YOUR TASK: Restate the records in full, so that each line matches the original exactly.

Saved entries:
★ ★ ★ ★
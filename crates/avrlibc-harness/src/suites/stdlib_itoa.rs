//! `itoa()` results, cross-checked against `strtol()` on the host.
//!
//! The table covers the inline, library and unknown-radix call shapes, which
//! all reduce to the same routine here, followed by invalid radixes and
//! decimal negatives. A final pass checks that only radix 10 is signed.

use serde_json::json;

use crate::check::{CaseFailure, CheckPass, CheckResult, FailureKind, index_code};
use crate::exit_code::ExitPolicy;
use crate::fixtures::{FixtureCase, FixtureSet};
use crate::routines::Routines;
use crate::suites::Suite;

pub(crate) const SUITE: Suite = Suite {
    name: "stdlib-itoa",
    symbol: "itoa",
    description: "itoa() patterns, invalid radixes, and signedness of radix 10 only",
    policy: ExitPolicy::FoldHundreds,
    run,
    export: Some(export),
};

/// Added to the index when `strtol` does not read the expected text back.
pub const CROSS_CHECK_BASE: i32 = 2000;

#[derive(Debug, Clone, Copy, PartialEq, Eq)]
pub struct ItoaCase {
    pub value: i16,
    pub radix: i32,
    pub expected: &'static str,
}

const fn t(value: i16, radix: i32, expected: &'static str) -> ItoaCase {
    ItoaCase {
        value,
        radix,
        expected,
    }
}

pub static CASES: [ItoaCase; 18] = [
    t(-12345, 10, "-12345"),
    t(35, 2, "100011"),
    t(35, 36, "z"),
    t(2, 1, ""),
    t(2, 37, ""),
    t(2, 0x0108, ""),
    // invalid radix
    t(0, 0, ""),
    t(0, 1, ""),
    t(0, 37, ""),
    t(10, 0x0102, ""),
    t(-256, -10, ""),
    // decimal negative
    t(-1, 10, "-1"),
    t(-255, 10, "-255"),
    t(-256, 10, "-256"),
    t(-257, 10, "-257"),
    t(-32767, 10, "-32767"),
    t(-32768, 10, "-32768"),
    t(-12345, 10, "-12345"),
];

/// Radixes of the signedness pass, numbered after [`CASES`].
pub const SIGN_RADIXES: std::ops::RangeInclusive<i32> = 2..=36;

pub fn run(r: &dyn Routines) -> CheckResult {
    for (i, c) in CASES.iter().enumerate() {
        let index = i + 1;
        if (2..=36).contains(&c.radix) {
            let (back, _) = r.strtol(c.expected.as_bytes(), c.radix);
            if back != i32::from(c.value) {
                return Err(CaseFailure::new(
                    CROSS_CHECK_BASE + index_code(index),
                    index,
                    FailureKind::CrossCheck,
                    c.value.to_string(),
                    format!("strtol({:?}, {}) = {back}", c.expected, c.radix),
                ));
            }
        }
        let got = r.itoa(c.value, c.radix);
        if got != c.expected {
            return Err(CaseFailure::at(
                index,
                FailureKind::Mismatch,
                format!("{:?}", c.expected),
                format!("{got:?}"),
            ));
        }
    }

    for (k, radix) in SIGN_RADIXES.enumerate() {
        let index = CASES.len() + k + 1;
        let got = r.itoa(-1, radix);
        if got.starts_with('-') != (radix == 10) {
            let want = if radix == 10 { "signed" } else { "unsigned" };
            return Err(CaseFailure::at(
                index,
                FailureKind::Mismatch,
                format!("{want} in radix {radix}"),
                format!("{got:?}"),
            ));
        }
    }

    Ok(CheckPass {
        cases: CASES.len() + SIGN_RADIXES.count(),
    })
}

pub fn export() -> FixtureSet {
    let cases = CASES
        .iter()
        .enumerate()
        .map(|(i, c)| FixtureCase {
            name: format!("itoa-{:03}", i + 1),
            function: "itoa".to_string(),
            inputs: json!({"value": c.value, "radix": c.radix}),
            expected_output: c.expected.to_string(),
            tolerance_ulp: None,
        })
        .collect();
    FixtureSet::new("stdlib", cases)
}

#[cfg(test)]
mod tests {
    use super::*;
    use crate::routines::Reference;

    /// Signs every radix, like `ltoa` on some hosts.
    struct AlwaysSigned;

    impl Routines for AlwaysSigned {
        fn itoa(&self, value: i16, radix: i32) -> String {
            if value < 0 && (2..=36).contains(&radix) {
                let digits = avrlibc_core::stdlib::utoa(value.unsigned_abs(), radix);
                format!("-{digits}")
            } else {
                avrlibc_core::stdlib::itoa(value, radix)
            }
        }
    }

    /// Drops the sign when parsing.
    struct UnsignedStrtol;

    impl Routines for UnsignedStrtol {
        fn strtol(&self, s: &[u8], base: i32) -> (i32, usize) {
            let s = s.strip_prefix(b"-").unwrap_or(s);
            avrlibc_core::stdlib::strtol(s, base)
        }
    }

    #[test]
    fn reference_passes() {
        assert_eq!(run(&Reference).map(|p| p.cases), Ok(18 + 35));
    }

    #[test]
    fn signed_non_decimal_radix_fails_sign_pass() {
        let err = run(&AlwaysSigned).unwrap_err();
        // radix 2 is the first row after the table
        assert_eq!(err.index, 19);
        assert_eq!(err.actual, "\"-1\"");
    }

    #[test]
    fn strtol_disagreement_is_reported_above_2000() {
        let err = run(&UnsignedStrtol).unwrap_err();
        assert_eq!(err.kind, FailureKind::CrossCheck);
        assert_eq!((err.index, err.code), (1, 2001));
        assert_eq!(ExitPolicy::FoldHundreds.fold(err.code), 101);
    }

    #[test]
    fn export_keeps_invalid_radix_rows() {
        let set = export();
        assert_eq!(set.cases.len(), CASES.len());
        assert_eq!(set.cases[6].inputs, json!({"value": 0, "radix": 0}));
        assert_eq!(set.cases[6].expected_output, "");
    }
}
★ ★ ★ ★
REPLY:
filename crates/avrlibc-harness/src/suites/stdlib_itoa.rs
//! `itoa()` results, cross-checked against `strtol()` on the host.
//!
//! The table covers the inline, library and unknown-radix call shapes, which
//! all reduce to the same routine here, followed by invalid radixes and
//! decimal negatives. A final pass checks that only radix 10 is signed.

use serde_json::json;

use crate::check::{CaseFailure, CheckPass, CheckResult, FailureKind, index_code};
use crate::exit_code::ExitPolicy;
use crate::fixtures::{FixtureCase, FixtureSet};
use crate::routines::Routines;
use crate::suites::Suite;

pub(crate) const SUITE: Suite = Suite {
    name: "stdlib-itoa",
    symbol: "itoa",
    description: "itoa() patterns, invalid radixes, and signedness of radix 10 only",
    policy: ExitPolicy::FoldHundreds,
    run,
    export: Some(export),
};

/// Added to the index when `strtol` does not read the expected text back.
pub const CROSS_CHECK_BASE: i32 = 2000;

#[derive(Debug, Clone, Copy, PartialEq, Eq)]
pub struct ItoaCase {
    pub value: i16,
    pub radix: i32,
    pub expected: &'static str,
}

const fn t(value: i16, radix: i32, expected: &'static str) -> ItoaCase {
    ItoaCase {
        value,
        radix,
        expected,
    }
}

pub static CASES: [ItoaCase; 18] = [
    t(-12345, 10, "-12345"),
    t(35, 2, "100011"),
    t(35, 36, "z"),
    t(2, 1, ""),
    t(2, 37, ""),
    t(2, 0x0108, ""),
    // invalid radix
    t(0, 0, ""),
    t(0, 1, ""),
    t(0, 37, ""),
    t(10, 0x0102, ""),
    t(-256, -10, ""),
    // decimal negative
    t(-1, 10, "-1"),
    t(-255, 10, "-255"),
    t(-256, 10, "-256"),
    t(-257, 10, "-257"),
    t(-32767, 10, "-32767"),
    t(-32768, 10, "-32768"),
    t(-12345, 10, "-12345"),
];

/// Radixes of the signedness pass, numbered after [`CASES`].
pub const SIGN_RADIXES: std::ops::RangeInclusive<i32> = 2..=36;

pub fn run(r: &dyn Routines) -> CheckResult {
    for (i, c) in CASES.iter().enumerate() {
        let index = i + 1;
        if (2..=36).contains(&c.radix) {
            let (back, _) = r.strtol(c.expected.as_bytes(), c.radix);
            if back != i32::from(c.value) {
                return Err(CaseFailure::new(
                    CROSS_CHECK_BASE + index_code(index),
                    index,
                    FailureKind::CrossCheck,
                    c.value.to_string(),
                    format!("strtol({:?}, {}) = {back}", c.expected, c.radix),
                ));
            }
        }
        let got = r.itoa(c.value, c.radix);
        if got != c.expected {
            return Err(CaseFailure::at(
                index,
                FailureKind::Mismatch,
                format!("{:?}", c.expected),
                format!("{got:?}"),
            ));
        }
    }

    for (k, radix) in SIGN_RADIXES.enumerate() {
        let index = CASES.len() + k + 1;
        let got = r.itoa(-1, radix);
        if got.starts_with('-') != (radix == 10) {
            let want = if radix == 10 { "signed" } else { "unsigned" };
            return Err(CaseFailure::at(
                index,
                FailureKind::Mismatch,
                format!("{want} in radix {radix}"),
                format!("{got:?}"),
            ));
        }
    }

    Ok(CheckPass {
        cases: CASES.len() + SIGN_RADIXES.count(),
    })
}

pub fn export() -> FixtureSet {
    let cases = CASES
        .iter()
        .enumerate()
        .map(|(i, c)| FixtureCase {
            name: format!("itoa-{:03}", i + 1),
            function: "itoa".to_string(),
            inputs: json!({"value": c.value, "radix": c.radix}),
            expected_output: c.expected.to_string(),
            tolerance_ulp: None,
        })
        .collect();
    FixtureSet::new("stdlib", cases)
}

#[cfg(test)]
mod tests {
    use super::*;
    use crate::routines::Reference;

    /// Signs every radix, like `ltoa` on some hosts.
    struct AlwaysSigned;

    impl Routines for AlwaysSigned {
        fn itoa(&self, value: i16, radix: i32) -> String {
            if value < 0 && (2..=36).contains(&radix) {
                let digits = avrlibc_core::stdlib::utoa(value.unsigned_abs(), radix);
                format!("-{digits}")
            } else {
                avrlibc_core::stdlib::itoa(value, radix)
            }
        }
    }

    /// Drops the sign when parsing.
    struct UnsignedStrtol;

    impl Routines for UnsignedStrtol {
        fn strtol(&self, s: &[u8], base: i32) -> (i32, usize) {
            let s = s.strip_prefix(b"-").unwrap_or(s);
            avrlibc_core::stdlib::strtol(s, base)
        }
    }

    #[test]
    fn reference_passes() {
        assert_eq!(run(&Reference).map(|p| p.cases), Ok(18 + 35));
    }

    #[test]
    fn signed_non_decimal_radix_fails_sign_pass() {
        let err = run(&AlwaysSigned).unwrap_err();
        // radix 2 is the first row after the table
        assert_eq!(err.index, 19);
        assert_eq!(err.actual, "\"-1\"");
    }

    #[test]
    fn strtol_disagreement_is_reported_above_2000() {
        let err = run(&UnsignedStrtol).unwrap_err();
        assert_eq!(err.kind, FailureKind::CrossCheck);
        assert_eq!((err.index, err.code), (1, 2001));
        assert_eq!(ExitPolicy::FoldHundreds.fold(err.code), 101);
    }

    #[test]
    fn export_keeps_invalid_radix_rows() {
        let set = export();
        assert_eq!(set.cases.len(), CASES.len());
        assert_eq!(set.cases[6].inputs, json!({"value": 0, "radix": 0}));
        assert_eq!(set.cases[6].expected_output, "");
    }
}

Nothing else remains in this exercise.